Sie genossen den Blick vom Al Porto über den kleinen Hafen auf den See hinaus. Eine Familie mit zwei Kindern band gerade ihr Motorboot fest. Alle halfen mit, trotzdem schien es nicht richtig zu klappen. Das Boot stand schief, die Wellen drohten es an den Steg zu drücken. Der Vater beschuldigte die Mutter, während der Junge, ein Teenager im Flegelalter, dem Vater die Schuld am misslungenen Manöver in die Schuhe schob. Die Tochter zupfte an ihrem Bikini und schmollte. Wie im richtigen Leben, dachte Eschenbach und nahm noch einen Bissen; die gegrillte Seezunge schmeckte köstlich. Dann wischte er sich mit der Serviette den Mund und eilte kauend zu Hilfe.
Als der Kahn festgezurrt und verankert war, lächelte man sich zu, und der Vater zischte in Richtung der Mutter, es habe gar keinen Grund zur Panik gegeben. Er erntete giftige Blicke.
Eschenbach setzte sich wieder an den Tisch, bestellte einen großen Eisbecher und behauptete, dies sei der schönste Platz am ganzen Zürichsee. Jagmetti entschied sich für Erdbeeren mit Schlagrahm.
»Wenn schon, denn schon«, sagte der Kommissar, als er mit dem Löffel ins Gefrorene stach. »Für das, was wir alleine für die Nachspeise hinblättern, gibt’s eine Woche das Menü eins in der Polizeikantine.«
»Na dann …«, murmelte Jagmetti und schob sich eine Erdbeere mit Sahne in den Mund.
Auf der Fahrt zurück in die Stadt saß Jagmetti am Steuer, und Eschenbach telefonierte ununterbrochen.

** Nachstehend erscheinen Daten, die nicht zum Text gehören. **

use crate::config::VERIFICATION_WINDOW_MILLIS;
use crate::docs::{load_all, load_required, to_value};
use crate::error::Result;
use crate::queue::rotate_after_eviction;
use ceremony_base::{Clock, IdSource, TimeoutId};
use ceremony_entities::{
    Ceremony, CeremonyTimeoutType, Circuit, ContributionStep, Participant, ParticipantStatus,
    Timeout, TimeoutKind,
};
use ceremony_store::{Batch, Filter, Path, Store};
use tracing::warn;

/// One run of the eviction loop: scans every OPENED ceremony whose
/// `endDate` has not yet passed and evicts any circuit's current
/// contributor past their deadline. Scheduler errors for a single
/// circuit are logged and do not abort the scan; the next tick retries
/// whatever that circuit's predicate still holds.
pub fn run_eviction_tick(store: &dyn Store, clock: &dyn Clock, id_source: &dyn IdSource) -> Result<()> {
    let now = clock.now_millis();
    let ceremonies: Vec<(Path, Ceremony)> = load_all(
        store,
        &Path::ceremonies(),
        &[
            Filter::eq("state", "OPENED"),
            Filter::gte("endDate", now),
        ],
    )?;

    for (_, ceremony) in ceremonies {
        let circuits: Vec<(Path, Circuit)> =
            load_all(store, &Path::circuits(ceremony.id.as_str()), &[])?;
        for (_, circuit) in circuits {
            if let Err(e) = evict_if_blocking(store, clock, id_source, &ceremony, &circuit, now) {
                warn!(
                    ceremony_id = %ceremony.id,
                    circuit_id = %circuit.id,
                    error = %e,
                    "eviction check failed for circuit"
                );
            }
        }
    }
    Ok(())
}

/// The deadline classification. Returns `Ok(None)` when no eviction is
/// due, `Err` when the current step requires a timestamp the
/// participant doc doesn't have (logged by the caller as a warning,
/// not a hard failure).
fn classify(
    ceremony: &Ceremony,
    circuit: &Circuit,
    participant: &Participant,
    now: i64,
) -> std::result::Result<Option<TimeoutKind>, String> {
    match participant.contribution_step {
        ContributionStep::Downloading | ContributionStep::Computing | ContributionStep::Uploading => {
            let Some(started) = participant.contribution_started_at else {
                return Err("participant has no contributionStartedAt".to_string());
            };
            let deadline = match ceremony.timeout_type {
                CeremonyTimeoutType::Dynamic => {
                    let avg = circuit.avg_timings.full_contribution;
                    started + avg + avg * circuit.dynamic_threshold / 100
                }
                CeremonyTimeoutType::Fixed => started + circuit.fixed_time_window * 60_000,
            };
            Ok((deadline < now).then_some(TimeoutKind::BlockingContribution))
        }
        ContributionStep::Verifying => {
            let Some(started) = participant.verification_started_at else {
                return Err("participant has no verificationStartedAt".to_string());
            };
            let deadline = started + VERIFICATION_WINDOW_MILLIS;
            Ok((deadline > 0 && deadline < now).then_some(TimeoutKind::BlockingCloudFunction))
        }
        ContributionStep::Completed => Ok(None),
    }
}

fn evict_if_blocking(
    store: &dyn Store,
    clock: &dyn Clock,
    id_source: &dyn IdSource,
    ceremony: &Ceremony,
    circuit: &Circuit,
    now: i64,
) -> Result<()> {
    let Some(current) = circuit.waiting_queue.current_contributor.clone() else {
        return Ok(());
    };
    if ceremony.timeout_type == CeremonyTimeoutType::Dynamic
        && circuit.avg_timings.full_contribution == 0
        && circuit.waiting_queue.completed_contributions == 0
    {
        return Ok(());
    }

    let participant_path = Path::participant(ceremony.id.as_str(), current.as_str());
    let mut participant: Participant = load_required(store, &participant_path, "participant")?;

    let kind = match classify(ceremony, circuit, &participant, now) {
        Ok(Some(kind)) => kind,
        Ok(None) => return Ok(()),
        Err(msg) => {
            warn!(participant_id = %current, "{msg}");
            return Ok(());
        }
    };

    let mut queue = circuit.waiting_queue.clone();
    let new_head = rotate_after_eviction(&mut queue, &current)?;

    let mut batch = Batch::new();
    if let Some(new_head_id) = &new_head {
        let new_head_path = Path::participant(ceremony.id.as_str(), new_head_id.as_str());
        let mut new_head_participant: Participant =
            load_required(store, &new_head_path, "participant")?;
        new_head_participant.status = ParticipantStatus::Waiting;
        new_head_participant.last_updated = now;
        batch = batch.set(new_head_path, to_value(&new_head_participant)?, true);
    }

    let mut updated_circuit = circuit.clone();
    updated_circuit.waiting_queue = queue;
    updated_circuit.last_updated = now;
    batch = batch.set(
        Path::circuit(ceremony.id.as_str(), circuit.id.as_str()),
        to_value(&updated_circuit)?,
        true,
    );

    participant.status = ParticipantStatus::Timedout;
    participant.last_updated = now;
    batch = batch.set(participant_path.clone(), to_value(&participant)?, true);

    let timeout = Timeout {
        id: TimeoutId::from(id_source.next_id()),
        ceremony_id: ceremony.id.clone(),
        participant_id: current.clone(),
        kind,
        start_date: now,
        end_date: now + ceremony.penalty * 60_000,
    };
    let timeout_path = Path::timeout(ceremony.id.as_str(), current.as_str(), timeout.id.as_str());
    batch = batch.create_if_absent(timeout_path, to_value(&timeout)?);

    store.commit_batch(batch)?;
    Ok(())
}
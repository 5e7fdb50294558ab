use crate::path::Path;
use serde_json::Value;

/// A single write within a [`Batch`]. `Set` with `merge = true` preserves
/// fields of the existing document not present in `doc`; `merge = false`
/// replaces the document wholesale. `CreateIfAbsent` is the one conditional
/// write form
/// the core needs (`CheckParticipantForCeremony`'s first-seen branch) and
/// fails the whole batch if the document already exists.
#[derive(Clone, Debug)]
pub enum BatchOp {
    Set { path: Path, doc: Value, merge: bool },
    CreateIfAbsent { path: Path, doc: Value },
}

/// A set of writes that must commit as a single transaction.
#[derive(Clone, Debug, Default)]
pub struct Batch {
    ops: Vec<BatchOp>,
}

impl Batch {
    pub fn new() -> Self {
        Batch::default()
    }

    pub fn set(mut self, path: Path, doc: Value, merge: bool) -> Self {
        self.ops.push(BatchOp::Set { path, doc, merge });
        self
    }

    pub fn create_if_absent(mut self, path: Path, doc: Value) -> Self {
        self.ops.push(BatchOp::CreateIfAbsent { path, doc });
        self
    }

    pub fn ops(&self) -> &[BatchOp] {
        &self.ops
    }

    pub fn is_empty(&self) -> bool {
        self.ops.is_empty()
    }
}
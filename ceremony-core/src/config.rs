/// Tuning knobs for the eviction scheduler: a small plain struct with a
/// sane `Default`, not a config-file format, since the scheduler has
/// nothing else worth externalizing.
#[derive(Clone, Copy, Debug, Eq, PartialEq)]
pub struct SchedulerConfig {
    pub tick_interval_secs: u64,
}

impl Default for SchedulerConfig {
    fn default() -> Self {
        SchedulerConfig {
            tick_interval_secs: 60,
        }
    }
}

/// 59 minutes, in milliseconds.
pub const VERIFICATION_WINDOW_MILLIS: i64 = 3_540_000;

#[cfg(test)]
mod test {
    use super::*;
    use test_log::test;

    #[test]
    fn test_default_scheduler_config_is_one_minute() {
        assert_eq!(SchedulerConfig::default().tick_interval_secs, 60);
    }
}
use ceremony_base::Result;
use serde::{Deserialize, Serialize};

/// One inbound call: the six authenticated handlers plus the scheduled
/// eviction trigger, encoded as a tagged envelope so a single MessagePack
/// buffer self-describes which operation it carries.
#[derive(Clone, Debug, PartialEq, Serialize, Deserialize)]
#[serde(tag = "operation", rename_all = "camelCase")]
pub enum Request {
    CheckParticipantForCeremony {
        #[serde(rename = "ceremonyId")]
        ceremony_id: String,
    },
    ProgressToNextContributionStep {
        #[serde(rename = "ceremonyId")]
        ceremony_id: String,
    },
    TemporaryStoreCurrentContributionComputationTime {
        #[serde(rename = "ceremonyId")]
        ceremony_id: String,
        #[serde(rename = "contributionComputationTime")]
        contribution_computation_time: i64,
    },
    PermanentlyStoreCurrentContributionTimeAndHash {
        #[serde(rename = "ceremonyId")]
        ceremony_id: String,
        #[serde(rename = "contributionComputationTime")]
        contribution_computation_time: i64,
        #[serde(rename = "contributionHash")]
        contribution_hash: String,
    },
    TemporaryStoreCurrentContributionMultiPartUploadId {
        #[serde(rename = "ceremonyId")]
        ceremony_id: String,
        #[serde(rename = "uploadId")]
        upload_id: String,
    },
    TemporaryStoreCurrentContributionUploadedChunkData {
        #[serde(rename = "ceremonyId")]
        ceremony_id: String,
        #[serde(rename = "eTag")]
        e_tag: String,
        #[serde(rename = "partNumber")]
        part_number: i64,
    },
    /// `checkAndRemoveBlockingContributor`, triggered every 60s; no caller
    /// identity attached since it runs on the leader, not on behalf of a
    /// participant.
    CheckAndRemoveBlockingContributor,
}

/// The matching outbound envelope. `Empty` covers the five `void` RPCs;
/// `Bool` covers `CheckParticipantForCeremony`; `Failed` carries one of
/// the five caller-facing error categories by name, so a client doesn't
/// need this crate's error types to decide what happened.
#[derive(Clone, Debug, PartialEq, Serialize, Deserialize)]
#[serde(tag = "outcome", rename_all = "camelCase")]
pub enum Response {
    Bool { value: bool },
    Empty,
    Failed { category: String, message: String },
}

pub fn encode_request(req: &Request) -> Result<Vec<u8>> {
    Ok(rmp_serde::to_vec_named(req)?)
}

pub fn decode_request(buf: &[u8]) -> Result<Request> {
    Ok(rmp_serde::from_slice(buf)?)
}

pub fn encode_response(res: &Response) -> Result<Vec<u8>> {
    Ok(rmp_serde::to_vec_named(res)?)
}

pub fn decode_response(buf: &[u8]) -> Result<Response> {
    Ok(rmp_serde::from_slice(buf)?)
}
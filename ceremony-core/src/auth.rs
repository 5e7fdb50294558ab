use crate::error::Result;
use ceremony_auth::{AuthContext, Claims};
use ceremony_base::ParticipantId;

/// Authenticates an RPC caller per spec §4.2: rejects with `UNAUTHENTICATED`
/// when the caller id is absent or neither claim is present. This is the
/// only place `CoreError::Unauthenticated` is constructed from an auth
/// rejection, via the dedicated `From<ceremony_auth::AuthError>` conversion
/// rather than the generic infrastructure-error one.
pub fn authenticate_caller(caller_id: Option<ParticipantId>, claims: Claims) -> Result<AuthContext> {
    Ok(ceremony_auth::authenticate(caller_id, claims)?)
}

Die Sekretärin von Salvisberg im Gerichtsmedizinischen Institut beteuerte, dass ihr Chef umgehend zurückrufen werde. Er sei derzeit unabkömmlich. Eschenbach stellte sich vor, wie Salvisberg in der Kühlkammer von Leichen aufgehalten wurde. Er hatte ihm die Abzüge aus den Pornos zugestellt und um eine »Gegenüberstellung« mit Bettlachs Leiche gebeten.
Der Zweite, den er nicht sofort erreichen konnte, war der Zivilstandsbeamte, der die Hottigers damals getraut hatte. Eschenbach bat um Rückruf und hinterließ die Nummer des Präsidiums. Wenn man Tote schon nicht warten lassen kann, dann wenigstens die Heiratswilligen, dachte er. Vielleicht würde es sich der eine oder die andere nochmals überlegen. Schaden täte es nicht; gerade bei der heutigen Scheidungsrate.
Einzig Schwester Claudia erreichte er, nachdem er dreimal intern weiterverbunden worden war. Wenn auf Pathologen und Zivilstandsbeamte schon kein Verlass mehr war, dann wenigstens auf Krankenschwestern. Eschenbach bedankte sich für das Gespräch und ihre Auskunftsbereitschaft. Sagte etwas darüber, wie präzise sie sich habe erinnern können und wie froh er darüber sei. Sie hörte aufmerksam zu. Als er sie schließlich darum bat, abends für eine kurze Unterredung nach Zürich zu ihm ins Präsidium zu kommen, sagte sie ohne Umschweife zu.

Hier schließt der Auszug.